◆ **DATA PROVIDED**:
=== Section Start ===

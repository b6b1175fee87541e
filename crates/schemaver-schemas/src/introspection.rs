//! GraphQL introspection documents and their conversion into the core model
//!
//! The serde types mirror the result of the standard introspection query.
//! Only what the comparison rules look at is kept when converting: enum
//! values, fields with their argument and deprecation data, input fields,
//! and directives. Descriptions, interfaces and possible types are decoded
//! but otherwise ignored.

use crate::loader::error::{LoaderError, LoaderResult};
use schemaver_core::{
    ArgDef, DirectiveDef, EnumTypeDef, EnumValueDef, FieldDef, Schema, StructuredTypeDef, TypeDef,
    TypeKind, TypeReference,
};
use serde::{Deserialize, Serialize};
use std::collections::BTreeMap;
use std::path::Path;

/// Reason GraphQL assumes when a field is deprecated without one
pub const DEFAULT_DEPRECATION_REASON: &str = "No longer supported";

/// Top-level introspection result, `data` envelope already removed
#[derive(Debug, Clone, PartialEq, Serialize, Deserialize)]
pub struct IntrospectionDocument {
    #[serde(rename = "__schema")]
    pub schema: IntrospectionSchema,
}

#[derive(Debug, Clone, PartialEq, Serialize, Deserialize)]
#[serde(rename_all = "camelCase")]
pub struct IntrospectionSchema {
    #[serde(default)]
    pub query_type: Option<NamedTypeRef>,
    #[serde(default)]
    pub mutation_type: Option<NamedTypeRef>,
    #[serde(default)]
    pub subscription_type: Option<NamedTypeRef>,
    pub types: Vec<FullType>,
    #[serde(default, deserialize_with = "null_as_default")]
    pub directives: Vec<IntrospectionDirective>,
}

#[derive(Debug, Clone, PartialEq, Serialize, Deserialize)]
pub struct NamedTypeRef {
    pub name: String,
}

#[derive(Debug, Clone, Copy, PartialEq, Eq, Serialize, Deserialize)]
#[serde(rename_all = "SCREAMING_SNAKE_CASE")]
pub enum IntrospectionKind {
    Scalar,
    Object,
    Interface,
    Union,
    Enum,
    InputObject,
    List,
    NonNull,
}

#[derive(Debug, Clone, PartialEq, Serialize, Deserialize)]
#[serde(rename_all = "camelCase")]
pub struct FullType {
    pub kind: IntrospectionKind,
    pub name: String,
    #[serde(default)]
    pub description: Option<String>,
    #[serde(default)]
    pub fields: Option<Vec<IntrospectionField>>,
    #[serde(default)]
    pub input_fields: Option<Vec<InputValue>>,
    #[serde(default)]
    pub interfaces: Option<Vec<TypeRef>>,
    #[serde(default)]
    pub enum_values: Option<Vec<IntrospectionEnumValue>>,
    #[serde(default)]
    pub possible_types: Option<Vec<TypeRef>>,
}

#[derive(Debug, Clone, PartialEq, Serialize, Deserialize)]
#[serde(rename_all = "camelCase")]
pub struct IntrospectionField {
    pub name: String,
    #[serde(default)]
    pub description: Option<String>,
    #[serde(default, deserialize_with = "null_as_default")]
    pub args: Vec<InputValue>,
    #[serde(rename = "type")]
    pub ty: TypeRef,
    #[serde(default)]
    pub is_deprecated: bool,
    #[serde(default)]
    pub deprecation_reason: Option<String>,
}

#[derive(Debug, Clone, PartialEq, Serialize, Deserialize)]
#[serde(rename_all = "camelCase")]
pub struct InputValue {
    pub name: String,
    #[serde(default)]
    pub description: Option<String>,
    #[serde(rename = "type")]
    pub ty: TypeRef,
    #[serde(default)]
    pub default_value: Option<String>,
}

#[derive(Debug, Clone, PartialEq, Serialize, Deserialize)]
#[serde(rename_all = "camelCase")]
pub struct IntrospectionEnumValue {
    pub name: String,
    #[serde(default)]
    pub description: Option<String>,
    #[serde(default)]
    pub is_deprecated: bool,
    #[serde(default)]
    pub deprecation_reason: Option<String>,
}

/// Possibly wrapped type reference as introspection spells it
#[derive(Debug, Clone, PartialEq, Serialize, Deserialize)]
#[serde(rename_all = "camelCase")]
pub struct TypeRef {
    pub kind: IntrospectionKind,
    #[serde(default)]
    pub name: Option<String>,
    #[serde(default)]
    pub of_type: Option<Box<TypeRef>>,
}

#[derive(Debug, Clone, PartialEq, Serialize, Deserialize)]
#[serde(rename_all = "camelCase")]
pub struct IntrospectionDirective {
    pub name: String,
    #[serde(default)]
    pub description: Option<String>,
    #[serde(default, deserialize_with = "null_as_default")]
    pub locations: Vec<String>,
    #[serde(default, deserialize_with = "null_as_default")]
    pub args: Vec<InputValue>,
}

fn null_as_default<'de, D, T>(deserializer: D) -> Result<T, D::Error>
where
    D: serde::Deserializer<'de>,
    T: Default + Deserialize<'de>,
{
    Ok(Option::<T>::deserialize(deserializer)?.unwrap_or_default())
}

impl IntrospectionDocument {
    /// Decode a document from an already parsed JSON value
    pub fn from_value(value: serde_json::Value, path: &Path) -> LoaderResult<Self> {
        serde_json::from_value(value).map_err(|e| LoaderError::json_parse_error(path.to_path_buf(), e))
    }

    /// Convert into the comparison model.
    ///
    /// `path` only labels errors; malformed type references are reported
    /// at their JSON location, e.g. `$.__schema.types[4].fields[0].type.ofType`.
    pub fn into_schema(self, path: &Path) -> LoaderResult<Schema> {
        let mut types = BTreeMap::new();

        for (index, full_type) in self.schema.types.into_iter().enumerate() {
            let location = format!("$.__schema.types[{}]", index);
            let name = full_type.name.clone();
            let converted = convert_type(full_type, &location, path)?;

            if types.insert(name.clone(), converted).is_some() {
                return Err(LoaderError::validation_error(
                    path.to_path_buf(),
                    location,
                    format!("duplicate type name '{}'", name),
                ));
            }
        }

        let directives = self
            .schema
            .directives
            .into_iter()
            .enumerate()
            .map(|(index, directive)| {
                let location = format!("$.__schema.directives[{}]", index);
                Ok(DirectiveDef {
                    args: convert_args(directive.args, &location, path)?,
                    name: directive.name,
                    locations: directive.locations,
                })
            })
            .collect::<LoaderResult<Vec<_>>>()?;

        tracing::debug!(
            path = %path.display(),
            types = types.len(),
            directives = directives.len(),
            "converted introspection document"
        );

        Ok(Schema { types, directives })
    }
}

fn convert_type(full_type: FullType, location: &str, path: &Path) -> LoaderResult<TypeDef> {
    let kind = match full_type.kind {
        IntrospectionKind::Enum => {
            let values = full_type
                .enum_values
                .unwrap_or_default()
                .into_iter()
                .map(|value| EnumValueDef { name: value.name })
                .collect();
            return Ok(TypeDef::Enum(EnumTypeDef {
                name: full_type.name,
                values,
            }));
        }
        IntrospectionKind::Scalar => TypeKind::Scalar,
        IntrospectionKind::Object => TypeKind::Object,
        IntrospectionKind::Interface => TypeKind::Interface,
        IntrospectionKind::Union => TypeKind::Union,
        IntrospectionKind::InputObject => TypeKind::InputObject,
        IntrospectionKind::List | IntrospectionKind::NonNull => {
            return Err(LoaderError::validation_error(
                path.to_path_buf(),
                format!("{}.kind", location),
                "wrapper kinds cannot name a type",
            ));
        }
    };

    let fields = match kind {
        TypeKind::Object | TypeKind::Interface => {
            let fields = full_type.fields.unwrap_or_default();
            let mut map = BTreeMap::new();
            for (index, field) in fields.into_iter().enumerate() {
                let location = format!("{}.fields[{}]", location, index);
                let field = convert_field(field, &location, path)?;
                map.entry(field.name.clone()).or_insert(field);
            }
            Some(map)
        }
        TypeKind::InputObject => {
            let inputs = full_type.input_fields.unwrap_or_default();
            let mut map = BTreeMap::new();
            for (index, input) in inputs.into_iter().enumerate() {
                let location = format!("{}.inputFields[{}]", location, index);
                let ty = convert_type_ref(&input.ty, &format!("{}.type", location), path)?;
                map.entry(input.name.clone())
                    .or_insert_with(|| FieldDef::new(input.name, ty));
            }
            Some(map)
        }
        TypeKind::Scalar | TypeKind::Union => None,
    };

    Ok(TypeDef::Structured(StructuredTypeDef {
        name: full_type.name,
        kind,
        fields,
    }))
}

fn convert_field(field: IntrospectionField, location: &str, path: &Path) -> LoaderResult<FieldDef> {
    let ty = convert_type_ref(&field.ty, &format!("{}.type", location), path)?;
    let args = convert_args(field.args, location, path)?;

    let deprecation_reason = match (field.is_deprecated, field.deprecation_reason) {
        (_, Some(reason)) => Some(reason),
        (true, None) => Some(DEFAULT_DEPRECATION_REASON.to_string()),
        (false, None) => None,
    };

    Ok(FieldDef {
        name: field.name,
        ty,
        args,
        deprecation_reason,
    })
}

fn convert_args(args: Vec<InputValue>, location: &str, path: &Path) -> LoaderResult<Vec<ArgDef>> {
    args.into_iter()
        .enumerate()
        .map(|(index, arg)| {
            let ty = convert_type_ref(&arg.ty, &format!("{}.args[{}].type", location, index), path)?;
            Ok(ArgDef { name: arg.name, ty })
        })
        .collect()
}

fn convert_type_ref(type_ref: &TypeRef, location: &str, path: &Path) -> LoaderResult<TypeReference> {
    match type_ref.kind {
        IntrospectionKind::NonNull | IntrospectionKind::List => {
            let inner = type_ref.of_type.as_deref().ok_or_else(|| {
                LoaderError::validation_error(
                    path.to_path_buf(),
                    location,
                    "wrapper type reference is missing 'ofType'",
                )
            })?;
            let inner = convert_type_ref(inner, &format!("{}.ofType", location), path)?;
            Ok(if type_ref.kind == IntrospectionKind::NonNull {
                TypeReference::non_null(inner)
            } else {
                TypeReference::list(inner)
            })
        }
        _ => type_ref
            .name
            .as_deref()
            .map(TypeReference::named)
            .ok_or_else(|| {
                LoaderError::validation_error(
                    path.to_path_buf(),
                    location,
                    "named type reference is missing 'name'",
                )
            }),
    }
}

=== Section End ===

◆ **EXERCISE BRIEF**: Where the string "missing" occurs in a line of the listing, copy the line.

◆ **WRITTEN RESPONSE**:
                    "wrapper type reference is missing 'ofType'",
                    "named type reference is missing 'name'",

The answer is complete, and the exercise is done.